- What this task involves
The job is to find each line in the entries holding the string "Serialize" and copy that line.

- Input material
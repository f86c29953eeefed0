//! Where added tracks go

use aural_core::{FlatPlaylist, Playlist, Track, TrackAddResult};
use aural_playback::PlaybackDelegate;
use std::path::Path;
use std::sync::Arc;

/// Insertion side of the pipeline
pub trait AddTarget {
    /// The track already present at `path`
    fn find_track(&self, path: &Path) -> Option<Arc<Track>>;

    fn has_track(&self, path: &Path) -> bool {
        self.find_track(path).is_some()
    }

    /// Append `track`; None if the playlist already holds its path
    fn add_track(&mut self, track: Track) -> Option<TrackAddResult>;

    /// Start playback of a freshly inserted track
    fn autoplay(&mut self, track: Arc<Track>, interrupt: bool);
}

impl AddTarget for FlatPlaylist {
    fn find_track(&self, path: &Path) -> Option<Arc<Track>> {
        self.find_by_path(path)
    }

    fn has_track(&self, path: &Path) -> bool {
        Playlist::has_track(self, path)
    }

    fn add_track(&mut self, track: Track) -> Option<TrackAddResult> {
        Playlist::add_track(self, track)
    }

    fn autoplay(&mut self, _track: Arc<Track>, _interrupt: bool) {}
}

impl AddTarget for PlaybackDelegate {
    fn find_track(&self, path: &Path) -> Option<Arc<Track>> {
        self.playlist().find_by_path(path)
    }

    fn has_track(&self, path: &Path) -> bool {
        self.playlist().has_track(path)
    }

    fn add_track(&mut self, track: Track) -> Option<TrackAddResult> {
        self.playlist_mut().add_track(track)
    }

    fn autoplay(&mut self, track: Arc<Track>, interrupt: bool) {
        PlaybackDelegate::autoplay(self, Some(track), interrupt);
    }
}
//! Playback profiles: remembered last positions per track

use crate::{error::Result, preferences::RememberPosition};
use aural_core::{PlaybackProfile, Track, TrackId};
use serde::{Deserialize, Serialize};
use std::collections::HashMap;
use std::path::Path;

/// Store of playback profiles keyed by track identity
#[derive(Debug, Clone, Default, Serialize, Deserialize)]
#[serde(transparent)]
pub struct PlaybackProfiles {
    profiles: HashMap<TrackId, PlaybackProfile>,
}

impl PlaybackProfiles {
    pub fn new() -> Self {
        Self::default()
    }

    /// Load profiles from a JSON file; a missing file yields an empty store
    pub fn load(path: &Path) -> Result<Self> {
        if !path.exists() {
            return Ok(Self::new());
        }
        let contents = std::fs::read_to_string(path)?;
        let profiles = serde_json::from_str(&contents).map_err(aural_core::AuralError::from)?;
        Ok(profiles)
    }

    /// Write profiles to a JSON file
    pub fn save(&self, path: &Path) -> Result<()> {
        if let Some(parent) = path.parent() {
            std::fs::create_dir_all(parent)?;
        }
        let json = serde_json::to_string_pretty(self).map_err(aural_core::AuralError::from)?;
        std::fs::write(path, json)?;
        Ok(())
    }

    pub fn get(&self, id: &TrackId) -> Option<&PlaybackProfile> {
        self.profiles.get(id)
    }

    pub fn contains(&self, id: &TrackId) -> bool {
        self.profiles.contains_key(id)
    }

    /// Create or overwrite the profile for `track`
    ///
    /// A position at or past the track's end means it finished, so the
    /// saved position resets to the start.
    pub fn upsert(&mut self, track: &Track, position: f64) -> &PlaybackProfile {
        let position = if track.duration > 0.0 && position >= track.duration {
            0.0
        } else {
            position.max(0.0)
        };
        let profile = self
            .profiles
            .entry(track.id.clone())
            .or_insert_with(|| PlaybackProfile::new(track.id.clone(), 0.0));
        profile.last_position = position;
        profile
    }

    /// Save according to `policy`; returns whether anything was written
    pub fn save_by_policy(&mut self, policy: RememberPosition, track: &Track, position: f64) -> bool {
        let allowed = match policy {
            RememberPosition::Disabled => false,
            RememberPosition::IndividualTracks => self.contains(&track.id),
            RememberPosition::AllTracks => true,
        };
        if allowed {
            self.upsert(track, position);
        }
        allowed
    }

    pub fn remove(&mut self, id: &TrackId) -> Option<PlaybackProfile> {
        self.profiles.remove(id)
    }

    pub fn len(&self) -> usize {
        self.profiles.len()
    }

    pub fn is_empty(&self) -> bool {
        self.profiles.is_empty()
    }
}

- Solution for this exercise
use serde::{Deserialize, Serialize};
#[derive(Debug, Clone, Default, Serialize, Deserialize)]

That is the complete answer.